The results from the recycling assay also showed a peculiar trend (Fig. 4B). Unlike in the endocytosis assay, where an increase in signal over time is expected, in the recycling assay the signal should decrease. There appeared to be little or no decrease in the internalised integrin α5, suggesting that the recycling pathway does not function efficiently, or at all, in PC-3 cells.

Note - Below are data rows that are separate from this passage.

//! Predicates and their SQL translation
//!
//! - [`Expr`]: tagged-variant predicate AST
//! - [`field`]: fluent builder (`field("age").ge(30)`)
//! - [`parse`]: textual predicate syntax
//! - [`Translator`]: compiles an `Expr` to a parameterized SQL clause
//!
//! Translation is pure: no I/O, no shared state.

#![warn(missing_docs)]
#![warn(clippy::all)]

pub mod ast;
pub mod builder;
pub mod fold;
pub mod parse;
pub mod translate;

pub use ast::{CompareOp, Expr, Literal, StringMatch};
pub use builder::{field, FieldRef};
pub use fold::fold;
pub use parse::parse;
pub use translate::{escape_like, Param, Translation, Translator, DEFAULT_COLUMN};
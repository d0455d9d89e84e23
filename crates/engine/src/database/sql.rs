//! Bridging between translator output and rusqlite
//!
//! - [`Param`] values become [`SqlValue`]s for binding
//! - result cells are read back through small typed accessors
//! - unique-constraint failures are recognized without touching any
//!   other native error

use chrono::{DateTime, SecondsFormat, Utc};
use rusqlite::ffi;
pub use rusqlite::types::Value as SqlValue;
use stratadoc_core::{Error, Result};
use stratadoc_query::Param;

/// One result row
pub type Row = Vec<SqlValue>;

/// Convert a translator parameter into a bindable value
pub fn to_sql_value(param: &Param) -> SqlValue {
    match param {
        Param::Int(i) => SqlValue::Integer(*i),
        Param::Float(f) => SqlValue::Real(*f),
        Param::Text(s) => SqlValue::Text(s.clone()),
    }
}

/// Convert a parameter list
pub fn to_sql_values(params: &[Param]) -> Vec<SqlValue> {
    params.iter().map(to_sql_value).collect()
}

/// Destructure a row with a known column count
pub fn columns<const N: usize>(row: Row) -> Result<[SqlValue; N]> {
    row.try_into()
        .map_err(|row: Row| Error::storage(rusqlite::Error::InvalidColumnIndex(row.len().min(N))))
}

/// Read an integer cell
pub fn as_i64(value: &SqlValue) -> Result<i64> {
    match value {
        SqlValue::Integer(i) => Ok(*i),
        other => Err(unexpected("integer", other)),
    }
}

/// Read a text cell
pub fn as_text(value: &SqlValue) -> Result<&str> {
    match value {
        SqlValue::Text(s) => Ok(s),
        other => Err(unexpected("text", other)),
    }
}

/// Take ownership of a text cell
pub fn into_text(value: SqlValue) -> Result<String> {
    match value {
        SqlValue::Text(s) => Ok(s),
        other => Err(unexpected("text", &other)),
    }
}

/// Render a timestamp the way it is stored
pub fn format_time(at: DateTime<Utc>) -> String {
    at.to_rfc3339_opts(SecondsFormat::Micros, true)
}

/// Parse a stored timestamp
pub fn parse_time(text: &str) -> Result<DateTime<Utc>> {
    DateTime::parse_from_rfc3339(text)
        .map(|at| at.with_timezone(&Utc))
        .map_err(|e| Error::Serialization(format!("invalid stored timestamp '{}': {}", text, e)))
}

fn unexpected(wanted: &str, found: &SqlValue) -> Error {
    Error::storage(rusqlite::Error::InvalidColumnType(
        0,
        format!("expected {}", wanted),
        found.data_type(),
    ))
}

/// Which unique constraint a write tripped
#[derive(Debug, Clone, PartialEq, Eq)]
pub enum UniqueViolation {
    /// The `(collection_id, doc_id)` primary key
    PrimaryKey,
    /// A unique expression index, by native name
    Index(String),
}

/// Recognize a unique-constraint failure inside a storage error
///
/// Returns `None` for every other error, which the caller propagates as is.
pub fn unique_violation(err: &Error) -> Option<UniqueViolation> {
    let Error::Storage(source) = err else {
        return None;
    };
    let sqlite = source.downcast_ref::<rusqlite::Error>()?;
    let rusqlite::Error::SqliteFailure(failure, message) = sqlite else {
        return None;
    };
    match failure.extended_code {
        ffi::SQLITE_CONSTRAINT_PRIMARYKEY => Some(UniqueViolation::PrimaryKey),
        ffi::SQLITE_CONSTRAINT_UNIQUE => {
            let message = message.as_deref().unwrap_or_default();
            Some(match index_name(message) {
                Some(name) => UniqueViolation::Index(name.to_string()),
                None => UniqueViolation::PrimaryKey,
            })
        }
        _ => None,
    }
}

/// Pull the index name out of `UNIQUE constraint failed: index 'name'`
fn index_name(message: &str) -> Option<&str> {
    let start = message.find("index '")? + "index '".len();
    let rest = &message[start..];
    let end = rest.find('\'')?;
    Some(&rest[..end])
}

#[cfg(test)]
mod tests {
    use super::*;
    use rusqlite::Connection;

    #[test]
    fn test_param_conversion() {
        assert_eq!(to_sql_value(&Param::Int(3)), SqlValue::Integer(3));
        assert_eq!(to_sql_value(&Param::Float(1.5)), SqlValue::Real(1.5));
        assert_eq!(
            to_sql_value(&Param::Text("x".into())),
            SqlValue::Text("x".into())
        );
    }

    #[test]
    fn test_cell_accessors() {
        assert_eq!(as_i64(&SqlValue::Integer(7)).unwrap(), 7);
        assert!(as_i64(&SqlValue::Null).is_err());
        assert_eq!(as_text(&SqlValue::Text("a".into())).unwrap(), "a");
        assert!(into_text(SqlValue::Integer(1)).is_err());
    }

    #[test]
    fn test_columns() {
        let [a, b] = columns::<2>(vec![SqlValue::Integer(1), SqlValue::Null]).unwrap();
        assert_eq!(a, SqlValue::Integer(1));
        assert_eq!(b, SqlValue::Null);
        assert!(columns::<3>(vec![SqlValue::Null]).is_err());
    }

    #[test]
    fn test_time_round_trip() {
        let at = Utc::now();
        let text = format_time(at);
        assert!(text.ends_with('Z'));
        let parsed = parse_time(&text).unwrap();
        assert_eq!(parsed.timestamp_micros(), at.timestamp_micros());
        assert!(parse_time("yesterday").is_err());
    }

    #[test]
    fn test_index_name_extraction() {
        assert_eq!(
            index_name("UNIQUE constraint failed: index 'sdx_1_users_email'"),
            Some("sdx_1_users_email")
        );
        assert_eq!(index_name("UNIQUE constraint failed: t.a"), None);
    }

    #[test]
    fn test_detects_primary_key_violation() {
        let conn = Connection::open_in_memory().unwrap();
        conn.execute_batch("CREATE TABLE t (a INTEGER, b TEXT, PRIMARY KEY (a, b));")
            .unwrap();
        conn.execute("INSERT INTO t VALUES (1, 'x')", []).unwrap();
        let err = Error::storage(conn.execute("INSERT INTO t VALUES (1, 'x')", []).unwrap_err());
        assert_eq!(unique_violation(&err), Some(UniqueViolation::PrimaryKey));
    }

    #[test]
    fn test_detects_expression_index_violation() {
        let conn = Connection::open_in_memory().unwrap();
        conn.execute_batch(
            "CREATE TABLE t (data TEXT);
             CREATE UNIQUE INDEX \"sdx_1_t_email\" ON t(json_extract(data, '$.email'));",
        )
        .unwrap();
        conn.execute("INSERT INTO t VALUES ('{\"email\":\"a\"}')", [])
            .unwrap();
        let err = Error::storage(
            conn.execute("INSERT INTO t VALUES ('{\"email\":\"a\"}')", [])
                .unwrap_err(),
        );
        assert_eq!(
            unique_violation(&err),
            Some(UniqueViolation::Index("sdx_1_t_email".into()))
        );
    }

    #[test]
    fn test_other_errors_pass_through() {
        let conn = Connection::open_in_memory().unwrap();
        let err = Error::storage(conn.execute("SELECT * FROM missing", []).unwrap_err());
        assert_eq!(unique_violation(&err), None);
        assert_eq!(unique_violation(&Error::invalid_argument("x")), None);
    }
}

Using a modified version of the biotin assay, we looked at integrin degradation to see why α5 integrin was increased on the cell membrane in nestin-downregulated cells (Fig. 4C). There was a reduction in integrin α5 during this assay; however, nestin had no influence on this. Unlike vimentin, nestin has a marginal contribution to integrin trafficking, but it would need to be analysed in a cell line with more consistent endocytosis and recycling pathways. These studies suggest that nestin must affect the levels of cell membrane integrin protein by some alternative process, such as modulation of integrin post-translational modifications. For example, glycosylation is known to affect α5β1 targeting to the cell membrane (Isaji et al., 2006).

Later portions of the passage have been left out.